Эта литература в жанре ужасов рождена из понятия и следующим шагом должен быть полный отказ от повествования или, возможно, сублимация повествования в своего рода нон-фикшн ужас. У Лиготти в «Заговоре» письмо переходит от литературы в жанре ужасов к ужасу-концепту[166]. На одной странице он приводит критический разбор философии Альбера Камю или Мигеля де Унамуно, а на следующей его стиль плавно возвращается к поэтической прозе, столь знакомой поклонникам Лиготти: «Тогда это начинается. „Этого не может быть“, — думаете вы, если вы вообще можете думать, если вы — нечто большее, чем вихрь паники»; «это шепчущий подводный ток, который проникает в ваши мысли: ничто не безопасно и ничто не запрещено»; «никакие другие формы жизни не знают, что они живы, и при этом они не знают, что они умрут. Это лишь наше проклятие... Повсюду вокруг нас естественная среда обитания, но внутри нас — дрожь изумления и ужасающие (dreadful) вещи. Проще говоря, мы — нездешние. Если бы завтра мы исчезли, ни один организм на этой планете не стал бы по нам скучать»[167].

Неудивительно, что в основе «Заговора» лежит идея пессимизма и осознание того места, которое пессимизм занимает в эпоху радикальных изменений окружающей среды и глобальной человеческой культуры. Эта идея в сжатом виде у Лиготти содержится в так называемом «парадоксе Цапффе» (названного в честь философа Петера Бесселя Цапффе): высокая степень развития сознания призвана обнаружить бесполезность сознания. Одна из версий этого парадокса сформулирована в XIX веке немецким философом, поэтом и банковским служащим Филиппом Майнлендером, на которого глубокое влияние оказал Шопенгауэр: «...постижение того, что жизнь никчемна, представляет собой цвет всякой человеческой мудрости»[168]. Еще одна версия высказана самим Лиготти: «Нечеловеческие обитатели этой планеты не ведают смерти.
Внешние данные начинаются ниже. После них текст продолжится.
use std::fmt;

use chrono::DateTime;
use chrono::FixedOffset;
use uuid::Uuid;

use crate::worker::errors::WorkerIdError;

/// Worker record.
///
/// Plain value: carries no behaviour. Rules live in [`crate::worker::validation`].
#[derive(Debug, Clone, PartialEq, Eq)]
pub struct Worker {
    pub id: WorkerId,
    pub last_name: String,
    pub name: String,
    pub birth_date: DateTime<FixedOffset>,
    pub phone: String,
    pub email: Option<String>,
}

/// Worker unique identifier type
#[derive(Debug, Clone, Copy, PartialEq, Eq, Hash)]
pub struct WorkerId(pub Uuid);

impl WorkerId {
    /// Generate a new random worker ID.
    ///
    /// # Returns
    /// WorkerId with random UUID v4
    pub fn new() -> Self {
        Self(Uuid::new_v4())
    }

    /// The nil identifier, never valid for a persisted worker.
    pub fn empty() -> Self {
        Self(Uuid::nil())
    }

    pub fn is_empty(&self) -> bool {
        self.0.is_nil()
    }

    /// Parse a worker ID from string.
    ///
    /// # Errors
    /// * `InvalidFormat` - String is not a valid UUID
    pub fn from_string(s: &str) -> Result<Self, WorkerIdError> {
        Uuid::parse_str(s)
            .map(WorkerId)
            .map_err(|e| WorkerIdError::InvalidFormat(e.to_string()))
    }
}

impl Default for WorkerId {
    fn default() -> Self {
        Self::new()
    }
}

impl fmt::Display for WorkerId {
    fn fmt(&self, f: &mut fmt::Formatter<'_>) -> fmt::Result {
        self.0.fmt(f)
    }
}

/// Command to create a new worker. The identifier is assigned by the service.
#[derive(Debug, Clone)]
pub struct CreateWorkerCommand {
    pub last_name: String,
    pub name: String,
    pub birth_date: DateTime<FixedOffset>,
    pub phone: String,
    pub email: Option<String>,
}

impl CreateWorkerCommand {
    /// Build the worker this command describes under the given identifier.
    pub fn into_worker(self, id: WorkerId) -> Worker {
        Worker {
            id,
            last_name: self.last_name,
            name: self.name,
            birth_date: self.birth_date,
            phone: self.phone,
            email: self.email,
        }
    }
}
Но мы находимся под воздействием потрясающих и ужасающих мыслей, и нам нужны невероятные иллюзии, чтобы отвлечься от них»[169]. Эта проблема одновременно и логическая, и экзистенциальная, осмелимся даже сказать, что это — религиозная проблема. В понимании Лиготти негативность присуща всему, что существует — от неорганической материи до сознательной мысли, — присуща до такой степени, что в своем наивысшем развитии она отрицает саму себя (или поглощает саму себя, или исполняется сама собой). Формула этой проблемы — в самом очищенном виде — такова: X равнозначно отрицанию X.

Цапффе является важной фигурой для Лиготти. Он не только углубляет пессимистический диагноз, установленный такими мыслителями, как Шопенгауэр, но и решительно отвергает любую возможность панацеи или искупления. Лиготти резюмирует позицию философа-альпиниста следующим образом: «Как заключил Цапффе, мы должны изо всех сил препятствовать нашему сознанию или оно навяжет нам слишком ясное видение того, чего мы не хотим видеть. Норвежский философ, как и все другие пессимисты, представлял это как „братство всего живого в своем страдании“»[170]. В этой ситуации Цапффе диагностировал различные способы, которые мы, как человеческие существа, разработали для предотвращения радикально человеконенавистнических наклонностей сознания (к ним относятся такие стратегии, как изоляция подобных мыслей от нашей повседневной жизни, закрепление их в системах убеждений, таких как религия или наука, отвлечение себя на настоящее «здесь и сейчас» и терапевтическая сублимация подобных мыслей в художественном творчестве). Выводы Цапффе были абсолютно антинатуралистические: мы не только должны отказаться от размножения, считает он, нам следует признать наилучшими те средства, с помощью которых мы как вид можем облегчить собственное вымирание, которое, по мнению Цапффе, является неизбежным и давно назревшим.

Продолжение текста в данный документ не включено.